Kathy’s Roadmap also gives good explanations of eye issues and has several useful suggestions on how to better eye problems. I loved her description of the use of a Brain Gym technique – lazy eights – a technique I have frequently implemented.
As you can see I relate to Kathy’s work because her tools are many of the ones I have been fortunate to come across. The uniqueness of Kathy is that she has integrated them together and created a broad spectrum of skills to help her clients. It is this approach that she describes in her book, The Roadmap from Learning Disabilities to Success. I would recommend this book to any parent whose child has learning challenges.

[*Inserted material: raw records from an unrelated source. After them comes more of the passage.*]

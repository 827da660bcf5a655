//! Type conversions between Dossier requests and the Gemini wire format.

use crate::gemini::dto::{
    Content, GenerateContentRequest, GenerateContentResponse, GenerationConfig, InlineData, Part,
};
use base64::Engine;
use base64::engine::general_purpose::STANDARD;
use dossier_core::{GenerateRequest, Input, MediaSource};
use dossier_error::{GeminiError, GeminiErrorKind};

/// Converts a Dossier GenerateRequest to the Gemini wire format.
pub fn to_wire_request(req: &GenerateRequest) -> GenerateContentRequest {
    let parts = req.inputs.iter().map(to_wire_part).collect();

    let generation_config = GenerationConfig {
        temperature: req.sampling.temperature,
        top_p: req.sampling.top_p,
        response_mime_type: req
            .output_schema
            .as_ref()
            .map(|_| "application/json".to_string()),
        response_schema: req.output_schema.clone(),
    };

    GenerateContentRequest {
        contents: vec![Content { parts }],
        generation_config: Some(generation_config),
    }
}

fn to_wire_part(input: &Input) -> Part {
    match input {
        Input::Text(text) => Part::Text(text.clone()),
        Input::Image { mime, source } => Part::InlineData(InlineData {
            mime_type: mime.clone().unwrap_or_else(|| "image/png".to_string()),
            data: encode_source(source),
        }),
        Input::Document { mime, source, .. } => Part::InlineData(InlineData {
            mime_type: mime
                .clone()
                .unwrap_or_else(|| "application/octet-stream".to_string()),
            data: encode_source(source),
        }),
    }
}

fn encode_source(source: &MediaSource) -> String {
    match source {
        MediaSource::Base64(data) => data.clone(),
        MediaSource::Binary(bytes) => STANDARD.encode(bytes),
    }
}

/// Extracts the generated text from a Gemini response.
///
/// # Errors
///
/// Returns [`GeminiErrorKind::EmptyCandidates`] when no candidate carries
/// any text.
pub fn text_from_response(response: &GenerateContentResponse) -> Result<String, GeminiError> {
    let text: String = response
        .candidates
        .iter()
        .filter_map(|candidate| candidate.content.as_ref())
        .flat_map(|content| content.parts.iter())
        .filter_map(|part| match part {
            Part::Text(text) => Some(text.as_str()),
            _ => None,
        })
        .collect();

    if text.trim().is_empty() {
        return Err(GeminiError::new(GeminiErrorKind::EmptyCandidates));
    }

    Ok(text)
}

#[cfg(test)]
mod tests {
    use super::*;
    use dossier_core::SamplingOptions;

    #[test]
    fn test_text_request_wire_shape() {
        let request = GenerateRequest::text("hello").with_sampling(SamplingOptions {
            temperature: 0.3,
            top_p: 0.95,
        });

        let wire = to_wire_request(&request);
        let json = serde_json::to_value(&wire).unwrap();

        assert_eq!(json["contents"][0]["parts"][0]["text"], "hello");

        // f32 values round-trip through JSON with f64 widening noise.
        let temperature = json["generationConfig"]["temperature"].as_f64().unwrap();
        let top_p = json["generationConfig"]["topP"].as_f64().unwrap();
        assert!((temperature - 0.3).abs() < 1e-6);
        assert!((top_p - 0.95).abs() < 1e-6);
        assert!(json["generationConfig"].get("responseMimeType").is_none());
        assert!(json["generationConfig"].get("responseSchema").is_none());
    }

    #[test]
    fn test_schema_requests_json_output() {
        let schema = serde_json::json!({
            "type": "object",
            "properties": { "category": { "type": "string" } }
        });
        let request = GenerateRequest::text("classify").with_output_schema(schema.clone());

        let wire = to_wire_request(&request);
        let json = serde_json::to_value(&wire).unwrap();

        assert_eq!(
            json["generationConfig"]["responseMimeType"],
            "application/json"
        );
        assert_eq!(json["generationConfig"]["responseSchema"], schema);
    }

    #[test]
    fn test_binary_part_is_inlined_as_base64() {
        let request = GenerateRequest::parts(vec![
            Input::Text("describe this".to_string()),
            Input::Document {
                mime: Some("application/pdf".to_string()),
                source: MediaSource::Binary(vec![0x25, 0x50, 0x44, 0x46]),
                filename: Some("evidence.pdf".to_string()),
            },
        ]);

        let wire = to_wire_request(&request);
        let json = serde_json::to_value(&wire).unwrap();
        let inline = &json["contents"][0]["parts"][1]["inlineData"];

        assert_eq!(inline["mimeType"], "application/pdf");
        assert_eq!(inline["data"], "JVBERg==");
    }

    #[test]
    fn test_response_text_is_concatenated() {
        let body = serde_json::json!({
            "candidates": [
                { "content": { "parts": [ { "text": "first " }, { "text": "second" } ] } }
            ]
        });
        let response: GenerateContentResponse = serde_json::from_value(body).unwrap();

        assert_eq!(text_from_response(&response).unwrap(), "first second");
    }

    #[test]
    fn test_empty_response_is_an_error() {
        let response: GenerateContentResponse =
            serde_json::from_value(serde_json::json!({})).unwrap();

        let err = text_from_response(&response).unwrap_err();
        assert_eq!(err.kind, GeminiErrorKind::EmptyCandidates);
    }
}
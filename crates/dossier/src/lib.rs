//! Dossier: throttled, serialized LLM call dispatch for document-analysis
//! workflows.
//!
//! The application-facing surface is small: build a [`CallDispatcher`] over
//! a generation backend and feed it [`GenerateRequest`]s. Requests execute
//! one at a time, in submission order, with a minimum spacing between call
//! starts, and each request's failure stays local to its own caller.
//!
//! ```rust,ignore
//! use dossier::{DispatchSettings, GenerateRequest, gemini_dispatcher};
//!
//! let settings = DispatchSettings::default();
//! let dispatcher = gemini_dispatcher(&settings)?;
//!
//! let summary = dispatcher
//!     .submit(GenerateRequest::text("Summarize the attached statement."))
//!     .await?;
//! ```

mod config;

pub use config::DispatchSettings;
pub use dossier_core::{GenerateRequest, Input, MediaSource, SamplingOptions};
pub use dossier_dispatch::{CallDispatcher, DispatcherConfig, GenerationBackend};
pub use dossier_error::{
    ConfigError, DossierError, DossierErrorKind, DossierResult, GeminiError, GeminiErrorKind,
    GenerationError, GenerationErrorKind, ValidationError,
};
pub use dossier_models::GeminiClient;

/// Builds a Gemini-backed dispatcher from settings and the environment.
///
/// Loads a `.env` file when present, then reads the API key from
/// `GEMINI_API_KEY`. Must be called within a Tokio runtime, as the
/// dispatcher spawns its worker task immediately.
///
/// # Errors
///
/// Returns an error when the API key is missing from the environment.
pub fn gemini_dispatcher(settings: &DispatchSettings) -> DossierResult<CallDispatcher> {
    dotenvy::dotenv().ok();
    let client = GeminiClient::from_env(settings.model())?;
    Ok(CallDispatcher::new(client, settings.dispatcher_config()))
}
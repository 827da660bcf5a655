//! Gemini REST API integration.

mod client;
mod conversions;
mod dto;

pub use client::GeminiClient;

To learn more go to: www.PyramidofPotential.com, PO Box 103, Burnt Hills, NY 12027, telephone: 518 585 2007
Kathy Johnson, who has a blog, www.pyramidofpotential.com/blog , recently posted a blog on this book: Disconnected Kids: by Robert Melillo. It sounds interesting and I thought my readers might like to explore . Here is what she says:
Ms. Johnson states she hasn’t read the entire book cover to cover, but is impressed with what she has seen so far. Dr. Melillo uses three basic pathways to helping children with various neurological disorders, using his Brain Balance program. He focuses on nutrition, sensory-motor improvements, and hemispheric balance. Part 1 is about his theories, brain development, and general information about identifying the cause of “Functional Disconnection Syndrome” or FDS as he calls it.
Part 2 is where I was impressed. There are descriptions of extensive testing routines followed by exact directions as to how to work at home with your child to correct what was identified. There are exercises taken from vision therapy, listening therapy, as well as vestibular, tactile, and aerobic exercises. There are academic exercises for reading, comprehension, and math. Finally, there is a long chapter on nutrition, something I consider at the heart of brain health. Many suggestions are given, as well as foods that essential to a healthy brain diet. Not surprisingly, he suggests testing for sensitivities, altering the diet as necessary, and supplementing with vitamins, minerals, fatty acids, and digestive enzymes.
I was able to get this book from my local library, so you could “check it out” too if you want, without spending the $15.95. But it’s worth the investment if you want to see other programs that seem to be working well for those with learning disabilities.